4. Ceza Dairesi 2015/28811 E. , 2016/5327 K.
"İçtihat Metni"##########
##########
##########
##########
Tehdit ve hakaret suçlarından sanık ..."ın, 5237 sayılı Türk Ceza Kanunu"nun 106/1, 43/2, 125/1-4, 43/2 ve 53. maddeleri uyarınca 1 yıl 6 ay ve 10 ay 15 gün hapis cezaları ile cezalandırılmasına, cezasının mükerrirlere özgü infaz rejimine göre infaz edilmesine dair, ... 5. Asliye Ceza Mahkemesinin 03/03/2015 tarihli ve 2014/524 esas, 2015/255 karar sayılı kararının, Adalet Bakanlığı tarafından kanun yararına bozulmasının istenilmesi üzerine, Yargıtay Cumhuriyet Başsavcılığı’nın 25.11.2015 gün ve 367728 sayılı istem yazısıyla dava dosyası Dairemize gönderilmekle incelendi:
İstem yazısında; “Dosya kapsamına göre;
1-5271 sayılı Ceza Muhakemesi Kanunu"nun 193. maddesinde yer alan, "(1) Kanunun ayrık tuttuğu hâller saklı kalmak üzere, hazır bulunmayan sanık hakkında duruşma yapılmaz. Gelmemesinin geçerli nedeni olmayan sanığın zorla getirilmesine karar verilir. (2) Sanık hakkında, toplanan delillere göre mahkûmiyet dışında bir karar verilmesi gerektiği kanısına varılırsa, sorgusu yapılmamış olsa da dava yokluğunda bitirilebilir." şeklindeki düzenlemeye aykırı biçimde, sanığın savunması alınmadan mahkumiyet kararı verilmesinde,
2-5237 sayılı Türk Ceza Kanunu"nun 53/2. maddesinde yer alan "Kişi, işlemiş bulunduğu suç dolayısıyla mahkûm olduğu hapis cezasının infazı tamamlanıncaya kadar bu hakları kullanamaz." ve 3. fıkrasındaki ""Mahkûm olduğu hapis cezası ertelenen veya koşullu salıverilen hükümlünün kendi altsoyu üzerindeki velayet, vesayet ve kayyımlık yetkileri açısından yukarıdaki fıkralar hükümleri uygulanmaz."" şeklindeki düzenlemeler karşısında, anılan maddenin 1-c bendinde yer alan hak yoksunluğunun sadece kendi alt soyu üzerindeki velayet, vesayet ve kayyımlık yetkileri açısından koşullu salıvermeden sonra uygulanamayacağı, kendi alt soyu dışındaki kişiler bakımından vesayet ve kayyımlıkla ilgili hak yoksunluğu ile anılan maddenin 1. fıkrası a. b. d ve e bentlerinde yazılı hak yoksunluklarının ise cezanın infazının tamamlanmasına kadar devam edeceği gözetilmeden, yazılı şekilde karar verilmesinde isabet görülmemiştir." denilmektedir.
TÜRK MİLLETİ ADINA
I-Olay:
Tehdit ve hakaret suçlarından sanık ... hakkında yapılan yargılama sonucunda, ... 5. Asliye Ceza Mahkemesinin 03/03/2015 tarihli kararıyla, hapis cezasıyla cezalandırılmasına ve cezasının mükerrirlere özgü infaz rejimine göre çektirilmesine karar verildiği, yoklukta verilen kararın sanığın MERNİS adresine tebliğ edildiği ve temyiz edilmeksizin kesinleşen bu kararın infazı sırasında, savunma alınmadan mahkumiyet kararı verildiği gerekçesiyle kanun yararına bozma yoluna başvurulduğu anlaşılmıştır.

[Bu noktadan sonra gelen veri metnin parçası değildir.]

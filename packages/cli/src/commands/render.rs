use crate::config::Config;
use anyhow::{bail, Context, Result};
use clap::Args;
use colored::Colorize;
use ripple_dom::{to_html, Document};
use ripple_reactive::{Object, Value};
use ripple_runtime::{Registry, Runtime, StaticComponent};
use serde_json::{Map, Value as Json};
use std::fs;
use std::path::PathBuf;
use tracing::{debug, info};

#[derive(Debug, Args)]
pub struct RenderArgs {
    /// Page markup containing `<template id>` definitions and their usages
    pub page: PathBuf,

    /// JSON file with initial data per component tag
    #[arg(short, long)]
    pub data: Option<PathBuf>,

    /// Override one data key, e.g. `--set todo-app.title='"Home"'`
    #[arg(long = "set", value_name = "TAG.KEY=JSON")]
    pub assignments: Vec<String>,

    /// Display frames to run after mounting (defaults to the config value)
    #[arg(short, long)]
    pub frames: Option<usize>,

    /// Only print the rendered HTML
    #[arg(long)]
    pub stdout_only: bool,
}

pub fn render(args: RenderArgs, config: &Config, cwd: &str) -> Result<()> {
    let page = PathBuf::from(cwd).join(&args.page);
    let source = fs::read_to_string(&page)
        .with_context(|| format!("Cannot read page {}", page.display()))?;

    let mut data = config.data.clone();
    if let Some(file) = &args.data {
        let path = PathBuf::from(cwd).join(file);
        let content = fs::read_to_string(&path)
            .with_context(|| format!("Cannot read data file {}", path.display()))?;
        let overrides: Map<String, Json> = serde_json::from_str(&content)
            .with_context(|| format!("Invalid data file {}", path.display()))?;
        merge_data(&mut data, overrides);
    }
    for assignment in &args.assignments {
        apply_assignment(&mut data, assignment)?;
    }

    let frames = args.frames.unwrap_or(config.frames);
    if !args.stdout_only {
        eprintln!(
            "{} {}",
            "🎨 Rendering".bright_blue().bold(),
            args.page.display()
        );
    }

    let html = render_page(&source, &data, &config.globals, frames)?;
    println!("{}", html);

    if !args.stdout_only {
        eprintln!("  {} Rendered after {} frame(s)", "✓".green(), frames);
    }
    Ok(())
}

/// Register every template as a tag of the same name, upgrade the page and
/// serialize it once `frames` display frames have run
pub fn render_page(
    source: &str,
    data: &Map<String, Json>,
    globals: &Map<String, Json>,
    frames: usize,
) -> Result<String> {
    let mut runtime = Runtime::new(Document::new(), Registry::new());
    let fragment = runtime.load(source)?;

    let ids: Vec<String> = runtime
        .registry()
        .template_ids()
        .into_iter()
        .map(String::from)
        .collect();
    for id in &ids {
        let initial = to_object(data.get(id).cloned().unwrap_or(Json::Null));
        runtime.define(id, id, move || Box::new(StaticComponent::new(initial.clone())));
    }
    debug!(templates = ids.len(), "Registered page templates");

    runtime.set_globals(to_object(Json::Object(globals.clone())));
    let root = runtime.document().root();
    runtime.document_mut().move_children(fragment, root)?;

    let mounted = runtime.upgrade_all(root)?;
    info!(components = mounted.len(), frames, "Upgraded page");

    runtime.tick()?;
    runtime.run_frames(frames)?;
    Ok(to_html(runtime.document(), root))
}

fn to_object(json: Json) -> Object {
    match Value::from(json) {
        Value::Object(object) => object,
        _ => Object::new(),
    }
}

/// Shallow per-tag merge: keys in `overrides` replace keys in `data`
fn merge_data(data: &mut Map<String, Json>, overrides: Map<String, Json>) {
    for (tag, value) in overrides {
        match (data.get_mut(&tag), value) {
            (Some(Json::Object(existing)), Json::Object(incoming)) => existing.extend(incoming),
            (_, value) => {
                data.insert(tag, value);
            }
        }
    }
}

/// Apply `tag.key=JSON`. Values that aren't valid JSON are taken as strings.
fn apply_assignment(data: &mut Map<String, Json>, assignment: &str) -> Result<()> {
    let Some((target, raw)) = assignment.split_once('=') else {
        bail!("Expected TAG.KEY=VALUE, got `{}`", assignment);
    };
    let Some((tag, key)) = target.split_once('.') else {
        bail!("Expected TAG.KEY before `=`, got `{}`", target);
    };
    if tag.is_empty() || key.is_empty() {
        bail!("Empty tag or key in `{}`", assignment);
    }

    let value = serde_json::from_str(raw).unwrap_or_else(|_| Json::String(raw.to_string()));
    let entry = data
        .entry(tag.to_ascii_lowercase())
        .or_insert_with(|| Json::Object(Map::new()));
    if !entry.is_object() {
        *entry = Json::Object(Map::new());
    }
    if let Json::Object(map) = entry {
        map.insert(key.to_string(), value);
    }
    Ok(())
}
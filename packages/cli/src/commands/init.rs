use crate::config::{Config, DEFAULT_CONFIG_NAME};
use anyhow::Result;
use clap::Args;
use colored::Colorize;
use serde_json::json;
use std::fs;
use std::path::PathBuf;

const EXAMPLE_PAGE: &str = r#"<template id="todo-list">
  <style>li.done { text-decoration: line-through; }</style>
  <h1>@title</h1>
  <ul>
    <li :for="todo of todos" :key="todo.id" :class="todo.state">@todo.text</li>
  </ul>
  <p :if="empty">Nothing to do</p>
</template>

<todo-list :owner="user"></todo-list>
"#;

#[derive(Debug, Args)]
pub struct InitArgs {
    /// Name of the example page
    #[arg(short, long, default_value = "index.html")]
    pub page: String,

    /// Force overwrite existing config
    #[arg(short, long)]
    pub force: bool,
}

pub fn init(args: InitArgs, cwd: &str) -> Result<()> {
    let config_path = PathBuf::from(cwd).join(DEFAULT_CONFIG_NAME);

    if config_path.exists() && !args.force {
        println!(
            "{} {} already exists",
            "⚠️".yellow(),
            DEFAULT_CONFIG_NAME.bright_white()
        );
        println!("Use --force to overwrite");
        return Ok(());
    }

    println!("{}", "📝 Initializing Ripple project...".bright_blue().bold());

    let page_path = PathBuf::from(cwd).join(&args.page);
    if !page_path.exists() {
        fs::write(&page_path, EXAMPLE_PAGE)?;
        println!("  {} Created {}", "✓".green(), args.page);
    }

    let config = Config {
        globals: serde_json::from_value(json!({ "user": "me" }))?,
        data: serde_json::from_value(json!({
            "todo-list": {
                "title": "Todos",
                "todos": [
                    { "id": 1, "text": "Write a template", "state": "done" },
                    { "id": 2, "text": "Render it", "state": "open" }
                ],
                "empty": false
            }
        }))?,
        ..Config::default()
    };

    let config_json = serde_json::to_string_pretty(&config)?;
    fs::write(&config_path, config_json)?;

    println!("  {} Created {}", "✓".green(), DEFAULT_CONFIG_NAME);
    println!();
    println!("{}", "✅ Project initialized!".green().bold());
    println!();
    println!("Next steps:");
    println!("  1. Edit {}", args.page);
    println!("  2. Run: ripple render {}", args.page);

    Ok(())
}
//! # Ripple DOM
//!
//! The host tree the Ripple renderer patches: an arena [`Document`] with
//! DOM-like semantics, a markup parser for templates and an HTML serializer.
//!
//! ```rust,ignore
//! use ripple_dom::{parse_fragment, to_html, Document};
//!
//! let mut doc = Document::new();
//! let fragment = parse_fragment(&mut doc, "<p class=\"note\">@count</p>")?;
//! assert_eq!(to_html(&doc, fragment), "<p class=\"note\">@count</p>");
//! ```

pub mod document;
pub mod error;
pub mod lexer;
pub mod parser;
pub mod serializer;


pub use document::{Ancestors, Attribute, Document, NodeId, NodeKind};
pub use error::{DomError, DomResult, ParseError, ParseResult};
pub use parser::{is_void_element, parse_fragment};
pub use serializer::{inner_html, to_html};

II- Kanun Yararına Bozma İstemine İlişkin Uyuşmazlığın Kapsamı:
a- Sorgusu yapılmayan sanık hakkında mahkumiyet kararı verilmesine,
b- TCK"nın 53/1-c maddesindeki hak yoksunluğuyla ilgili aynı Kanun maddesinin 3. fıkrasındaki sınırlandırıcı hükmün dikkate alınmamasına ilişkindir.
III- Hukuksal Değerlendirme:
5271 sayılı CMK’nın 191. maddesinde duruşmaya başlanmasına ilişkin kurallar ile sanığın sorgusunun nasıl icra edileceğine ilişkin hükümlere yer verilmiş, anılan Kanunun 193/1. maddesinde ise, kanunun ayrık tuttuğu haller saklı kalmak üzere, hazır bulunmayan sanık hakkında duruşma yapılamayacağı belirtilmiştir. Kanunun ayrık tuttuğu hallere ise 5271 sayılı Kanun’un 193/2 ve 195. maddelerinde yer verilmiştir.
CMK’nın 195. maddesindeki düzenlemeye göre, suçun yalnız veya birlikte adli para cezasını veya müsadereyi gerektirmesi halinde, sanık gelmese de duruşma yapılabilecektir, ancak maddenin uygulanabilmesi için iki koşulun bir arada bulunması gerekmektedir. Bunlardan ilki, suçun yaptırımın adli para cezası ve/veya müsadereden ibaret bulunması, ikinci koşul ise, sanığa gönderilecek davetiyeye gelmese de duruşmanın yapılacağı ihtarının yazılmış olmasıdır.
193. maddenin 2. fıkrasında ise, “Sanık hakkında, toplanan delillere göre mahkûmiyet dışında bir karar verilmesi gerektiği kanısına varılırsa, sorgusu yapılmamış olsa da dava yokluğunda bitirilebilir” hükmüne yer verilmiştir. Bu hükümler yüz yüze yargılama ilkesinin istisnasını oluşturmakta ise de, somut olayda uygulanma imkanı bulunmamaktadır.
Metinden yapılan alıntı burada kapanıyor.